MICA: Identifying inhibitors of ectonucleotide pyrophosphatase/phosphodiestserase 6 (ENPP6) for the treatment of obesity and cardiometabolic disease

Obesity is a burgeoning global health problem. Accumulation of fat, in particular around the internal organs (abdominal), increases the chances of diabetes and fatty liver and heart disease. These conditions lead to long-term medical interventions and lowered life expectancy. Although it is well-recognised that obesity is a major factor in developing cardiometabolic disease, there are very few well validated therapeutic targets from which new medicines can be developed. Moreover, there no drugs that ameliorate unfavourable abdominal fat distribution.
We have discovered that rare individuals have changes in a specific gene that leads to reduced accumulation of abdominal fat. Further studies in mice that lack this gene showed they have reduced abdominal fat and that they are resistant to the development of type 2 diabetes and fatty liver disease. These results suggest that blocking the gene will be beneficial for the treatment of obesity and its related diseases.. We now seek to find new medicines that specifically block the protein and that will ultimately help patients with metabolic disease.

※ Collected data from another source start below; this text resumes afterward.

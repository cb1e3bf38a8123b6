//! Cascading skill deletion
//!
//! Deletes a skill that may still be assigned: every holder has the skill
//! removed from its skill set, then the delete is retried. Detachments that
//! succeeded before a failure are not rolled back.

use std::sync::Arc;

use futures_util::future::join_all;
use serde::Serialize;
use tracing::{debug, info, warn};

use crate::error::{Error, Result};
use crate::model::{Employee, EmployeeId, SkillId};
use crate::stores::{EmployeeStore, SkillStore};

/// Default number of query/detach/delete rounds before giving up
pub const DEFAULT_MAX_ATTEMPTS: u32 = 3;

/// Summary of a completed cascade delete
#[derive(Debug, Clone, PartialEq, Eq, Default, Serialize)]
pub struct CascadeReport {
    pub skill_id: SkillId,
    /// Rounds used, starting at 1
    pub attempts: u32,
    /// Employees the skill was removed from, in detach order
    pub detached: Vec<EmployeeId>,
}

/// Coordinates detaching a skill from every holder and deleting it
#[derive(Debug, Clone)]
pub struct CascadeDeleteCoordinator {
    employees: Arc<EmployeeStore>,
    skills: Arc<SkillStore>,
    max_attempts: u32,
}

impl CascadeDeleteCoordinator {
    pub fn new(employees: Arc<EmployeeStore>, skills: Arc<SkillStore>) -> Self {
        Self {
            employees,
            skills,
            max_attempts: DEFAULT_MAX_ATTEMPTS,
        }
    }

    /// Bound the number of rounds; at least one round always runs
    pub fn with_max_attempts(mut self, max_attempts: u32) -> Self {
        self.max_attempts = max_attempts.max(1);
        self
    }

    pub fn max_attempts(&self) -> u32 {
        self.max_attempts
    }

    /// Delete a skill after detaching it from every employee holding it
    ///
    /// Each round queries the current holders, detaches the skill from all
    /// of them concurrently and then deletes it. A failed detach aborts the
    /// cascade with that error and the delete is not attempted. A delete the
    /// service refuses (for instance because an assignment raced in) starts
    /// another round until the attempts are used up, which yields
    /// [`Error::StillReferenced`]. Both caches reflect the deletion once
    /// this returns `Ok`.
    pub async fn delete_skill(&self, skill_id: SkillId) -> Result<CascadeReport> {
        let mut report = CascadeReport {
            skill_id,
            ..CascadeReport::default()
        };
        let mut last_error = String::new();

        for attempt in 1..=self.max_attempts {
            report.attempts = attempt;

            let holders = self.employees.employees_by_skill(skill_id).await?;
            if holders.is_empty() {
                debug!(skill_id, attempt, "Skill has no holders");
            } else {
                info!(skill_id, attempt, holders = holders.len(), "Detaching skill from employees");
                report.detached.extend(self.detach_all(skill_id, &holders).await?);
            }

            match self.skills.delete(Some(skill_id)).await {
                Ok(()) => {
                    info!(skill_id, attempts = attempt, "Skill deleted after cascade");
                    return Ok(report);
                }
                Err(e) if e.may_indicate_in_use() => {
                    warn!(skill_id, attempt, error = %e, "Skill delete refused, retrying cascade");
                    last_error = e.to_string();
                }
                Err(e) => return Err(e),
            }
        }

        Err(Error::StillReferenced {
            skill_id,
            attempts: report.attempts,
            last_error,
        })
    }

    /// Remove the skill from every holder, awaiting all of them
    ///
    /// Returns the first error in holder order if any detach failed.
    async fn detach_all(&self, skill_id: SkillId, holders: &[Employee]) -> Result<Vec<EmployeeId>> {
        let ids: Vec<EmployeeId> = holders.iter().filter_map(|e| e.id).collect();
        let results = join_all(ids.iter().map(|&id| self.detach(id, skill_id))).await;

        let mut detached = Vec::with_capacity(ids.len());
        let mut first_error = None;
        for (id, result) in ids.into_iter().zip(results) {
            match result {
                Ok(()) => detached.push(id),
                Err(e) => {
                    warn!(employee_id = id, skill_id, error = %e, "Failed to detach skill");
                    first_error.get_or_insert(e);
                }
            }
        }

        match first_error {
            Some(e) => Err(e),
            None => Ok(detached),
        }
    }

    /// Reload one employee and write it back without the skill
    async fn detach(&self, employee_id: EmployeeId, skill_id: SkillId) -> Result<()> {
        let employee = self.employees.get_one(employee_id).await?;
        if !employee.has_skill(skill_id) {
            debug!(employee_id, skill_id, "Skill already detached");
            return Ok(());
        }
        self.employees.update(&employee.without_skill(skill_id)).await?;
        Ok(())
    }
}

Obesity is the fastest growing public health problem in the developed world. Moreover, visceral fat accumulation associates with a pronounced risk for cardiometabolic mortality. There is paucity of well validated targets in discovery and clinical development, and no targets that ameliorate unfavourable fat distribution in concert with gross adiposity.
We used genome wide association analysis, initially in a population isolate (Orkney), to uncover human DNA variants associated with reduced visceral adiposity in the gene ENPP6 that encodes a novel and druggable enzyme target (ENPP6). Reduced visceral fat and improved metabolic profiles (lower liver and plasma triglycerides, improved glucose tolerance) have been recapitulated in Enpp6-/- mice, supporting the concept that ENPP6 inhibition is a novel and viable therapeutic strategy.
Following funding from the MRC Confidence in Concept fund we have generated an expanded screening cascade for the discovery of selective ENPP6 inhibitors, including a robust fluorescent primary screening assay in 384-well format and relevant gene-family selectivity assays. We now seek to identify potent and selective inhibitors of ENPP6 as starting points for further optimisation towards the generation of a new medicine.

Our proposal focuses on a new therapeutic target for the treatment of obesity and associated cardiometabolic complications. We seek to identify inhibitors of our target enzyme which will be further optimised to develop a new medicine. If successful, our work will directly impact patients with metabolic disease and their families. This work will also impact on researchers working within the metabolic disease field as some of the tool compounds developed during the project will be made available and data released through publication in internationally leading journals.
The research team will engage with leading academics, clinicians and industry partners throughout the project to maximise its impact. We will also engage with the public through print and online media. Results will be disseminated at conferences and through peer-reviewed publication.
This is a translational project which will have a commercial focus. Commercial opportunities will be pursued either via early partnering with industry or though the creation of a spin-out company. The applicants are well placed to deliver on this objective given their significant and sustained interactions with major pharma and biotech concerns. Establishing a spin-out organisation will have considerable economic impact through the generation of new employment opportunities and the applicants will work closely with the relevant Technology Transfer groups in order to rigorously explore the potential for university-led company creation. Financial benefits arising from licensing opportunities will be reinvested in university and industry-led research providing a legacy and long-term impact well beyond the initial focus of this research.
We expect this project to have significant international reach. The generation of a new medicine for the treatment of obesity and associated metabolic disease will have wide-ranging public health and societal implications. Developing a new treatment for obesity will have immense impact on healthcare providers. Long-term benefits from a reduction in the cardiovascular complications of obesity will extend life and reduce strain on currently over-burdened healthcare services.